Identifying division symmetry of mouse embryonic stem cells: negative impact of DNA methyltransferases on symmetric self-renewal

Summary Cell division is a process by which a mother cell divides into genetically identical sister cells, although sister cells often display considerable diversity. In this report, over 350 sister embryonic stem cells (ESCs) were isolated through a microdissection method, and then expression levels of 48 key genes were examined for each sister cell. Our system revealed considerable diversities between sister ESCs at both pluripotent and differentiated states, whereas the similarity between sister ESCs was significantly elevated in a 2i (MEK and GSK3b inhibitors) condition, which is believed to mimic the ground state of pluripotency.
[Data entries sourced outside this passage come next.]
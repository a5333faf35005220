use std::path::Path;

use crate::alignment::similarity::{BilingualDictionary, Lexicon};
use crate::config::EngineConfig;
use crate::error::AlignmentError;
use crate::pipeline::defaults::{
    DefaultAlignmentGrouper, DictionaryScorer, GlobalSequenceAligner, WhitespaceTokenizer,
};
use crate::pipeline::runtime::{AlignmentEngine, AlignmentEngineParts};
use crate::pipeline::traits::{AlignmentGrouper, SequenceAligner, SimilarityScorer, Tokenizer};

pub struct AlignmentEngineBuilder {
    config: EngineConfig,
    lexicon: Option<Box<dyn Lexicon>>,
    tokenizer: Option<Box<dyn Tokenizer>>,
    scorer: Option<Box<dyn SimilarityScorer>>,
    sequence_aligner: Option<Box<dyn SequenceAligner>>,
    grouper: Option<Box<dyn AlignmentGrouper>>,
}

impl Default for AlignmentEngineBuilder {
    fn default() -> Self {
        Self::new(EngineConfig::default())
    }
}

impl AlignmentEngineBuilder {
    pub fn new(config: EngineConfig) -> Self {
        Self {
            config,
            lexicon: None,
            tokenizer: None,
            scorer: None,
            sequence_aligner: None,
            grouper: None,
        }
    }

    /// Lexicon for the default scorer. Ignored when a custom scorer is set.
    pub fn with_lexicon(mut self, lexicon: Box<dyn Lexicon>) -> Self {
        self.lexicon = Some(lexicon);
        self
    }

    pub fn with_tokenizer(mut self, tokenizer: Box<dyn Tokenizer>) -> Self {
        self.tokenizer = Some(tokenizer);
        self
    }

    pub fn with_scorer(mut self, scorer: Box<dyn SimilarityScorer>) -> Self {
        self.scorer = Some(scorer);
        self
    }

    pub fn with_sequence_aligner(mut self, sequence_aligner: Box<dyn SequenceAligner>) -> Self {
        self.sequence_aligner = Some(sequence_aligner);
        self
    }

    pub fn with_grouper(mut self, grouper: Box<dyn AlignmentGrouper>) -> Self {
        self.grouper = Some(grouper);
        self
    }

    pub fn build(self) -> Result<AlignmentEngine, AlignmentError> {
        self.config.validate()?;
        let scoring = self.config.scoring;

        let scorer: Box<dyn SimilarityScorer> = match self.scorer {
            Some(scorer) => scorer,
            None => {
                let lexicon: Box<dyn Lexicon> = match self.lexicon {
                    Some(lexicon) => lexicon,
                    None => Box::new(load_dictionary(&self.config)?),
                };
                Box::new(DictionaryScorer::new(lexicon, scoring))
            }
        };

        tracing::debug!(
            cache_capacity = self.config.cache_capacity,
            skip_penalty = scoring.skip_penalty,
            position_weight = scoring.position_weight,
            "alignment engine configured"
        );

        Ok(AlignmentEngine::from_parts(AlignmentEngineParts {
            tokenizer: self
                .tokenizer
                .unwrap_or_else(|| Box::new(WhitespaceTokenizer)),
            scorer,
            sequence_aligner: self.sequence_aligner.unwrap_or_else(|| {
                Box::new(GlobalSequenceAligner {
                    skip_penalty: scoring.skip_penalty,
                })
            }),
            grouper: self
                .grouper
                .unwrap_or_else(|| Box::new(DefaultAlignmentGrouper)),
            cache_capacity: self.config.cache_capacity,
        }))
    }
}

fn load_dictionary(config: &EngineConfig) -> Result<BilingualDictionary, AlignmentError> {
    let Some(path) = config.dictionary_path.as_deref() else {
        return Ok(BilingualDictionary::indonesian_english());
    };
    let loaded = BilingualDictionary::load(Path::new(path))?;
    if !config.extend_builtin_dictionary {
        return Ok(loaded);
    }
    let mut dictionary = BilingualDictionary::indonesian_english();
    dictionary.extend(
        loaded
            .entries()
            .map(|(source, targets)| (source.to_string(), targets.to_vec())),
    );
    Ok(dictionary)
}

#[cfg(test)]
mod tests {
    use crate::alignment::similarity::SimilarityMatrix;
    use crate::types::{AlignmentEdge, Language, Token};

    use super::*;

    struct NoLexicon;

    impl Lexicon for NoLexicon {
        fn is_translation(&self, _source: &str, _target: &str) -> bool {
            false
        }
    }

    struct ReversedAligner;

    impl SequenceAligner for ReversedAligner {
        fn align_path(&self, matrix: &SimilarityMatrix) -> Vec<AlignmentEdge> {
            let n = matrix.rows().min(matrix.cols());
            (0..n)
                .map(|i| AlignmentEdge {
                    source: i,
                    target: n - 1 - i,
                    confidence: matrix.get(i, n - 1 - i),
                })
                .collect()
        }
    }

    struct CharTokenizer;

    impl Tokenizer for CharTokenizer {
        fn tokenize(&self, text: &str, language: Language) -> Vec<Token> {
            text.chars()
                .filter(|c| !c.is_whitespace())
                .enumerate()
                .map(|(index, c)| Token {
                    text: c.to_string(),
                    index,
                    start: index,
                    end: index + 1,
                    language,
                })
                .collect()
        }
    }

    #[test]
    fn default_builder_builds() {
        let engine = AlignmentEngineBuilder::default().build().expect("build");
        assert_eq!(engine.cache_stats().capacity, 500);
    }

    #[test]
    fn invalid_config_fails_build() {
        let config = EngineConfig {
            cache_capacity: 0,
            ..EngineConfig::default()
        };
        assert!(AlignmentEngineBuilder::new(config).build().is_err());
    }

    #[test]
    fn missing_dictionary_file_fails_build() {
        let config = EngineConfig {
            dictionary_path: Some("/nonexistent/dictionary.json".to_string()),
            ..EngineConfig::default()
        };
        assert!(matches!(
            AlignmentEngineBuilder::new(config).build(),
            Err(AlignmentError::Io { .. })
        ));
    }

    #[test]
    fn dictionary_file_extends_or_replaces_builtin() {
        let path = std::env::temp_dir().join("kata_align_builder_dictionary.json");
        std::fs::write(&path, r#"{"suka": ["like"]}"#).expect("write dictionary");

        let config = EngineConfig {
            dictionary_path: Some(path.to_string_lossy().to_string()),
            ..EngineConfig::default()
        };
        let engine = AlignmentEngineBuilder::new(config.clone()).build().expect("build");
        let result = engine.align("saya suka kamu", "i like you", None, None);
        assert!(result.word_alignment.iter().all(|w| w.confidence == 0.9));

        let replacing = EngineConfig {
            extend_builtin_dictionary: false,
            ..config
        };
        let engine = AlignmentEngineBuilder::new(replacing).build().expect("build");
        let result = engine.align("saya suka kamu", "i like you", None, None);
        assert_eq!(result.word_alignment[1].confidence, 0.9);
        assert!(result.word_alignment[0].confidence < 0.9);

        let _ = std::fs::remove_file(&path);
    }

    #[test]
    fn custom_lexicon_drops_dictionary_hits() {
        let engine = AlignmentEngineBuilder::default()
            .with_lexicon(Box::new(NoLexicon))
            .build()
            .expect("build");
        let result = engine.align("saya kamu", "i you", None, None);
        assert!(result.word_alignment.iter().all(|w| w.confidence < 0.9));
    }

    #[test]
    fn custom_components_are_used() {
        let engine = AlignmentEngineBuilder::default()
            .with_tokenizer(Box::new(CharTokenizer))
            .with_sequence_aligner(Box::new(ReversedAligner))
            .build()
            .expect("build");
        let result = engine.align("ab", "xy", None, None);
        let pairs: Vec<(usize, usize)> = result
            .word_alignment
            .iter()
            .map(|w| (w.source_index, w.target_index))
            .collect();
        assert_eq!(pairs, [(0, 1), (1, 0)]);
        assert_eq!(result.word_alignment[0].source_word, "a");
    }
}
DNA methyltransferase 3a/3b were downregulated in 2i-grown ESCs, and the loss of DNA methyltransferases was sufficient to generate nearly identical sister cells. These results suggest that DNA methylation is a major cause of the diversity between sister cells at the pluripotent states, and thus demethylation per se plays an important role in promoting ESC’s self-renewal.
Graphical Abstract
Highlights • ESC division symmetry was characterized through high-throughput RNA analyses • Pluripotent ESCs displayed considerable gene expression diversity between sister cells • Similarity between sister ESCs is significantly elevated at ground-state pluripotency
Jasnos et al. evaluated the division symmetry of murine embryonic stem cells (ESCs) through high-throughput RT-PCR analyses using isolated single sister cells. Results suggest that ESC divisions are not entirely symmetric when they are cultured with LIF and BMP4 only, but a 2i condition significantly promotes symmetric divisions. Analyses of mutant ESCs suggest that DNA demethylation plays an important role in promoting ESC’s self-renewal.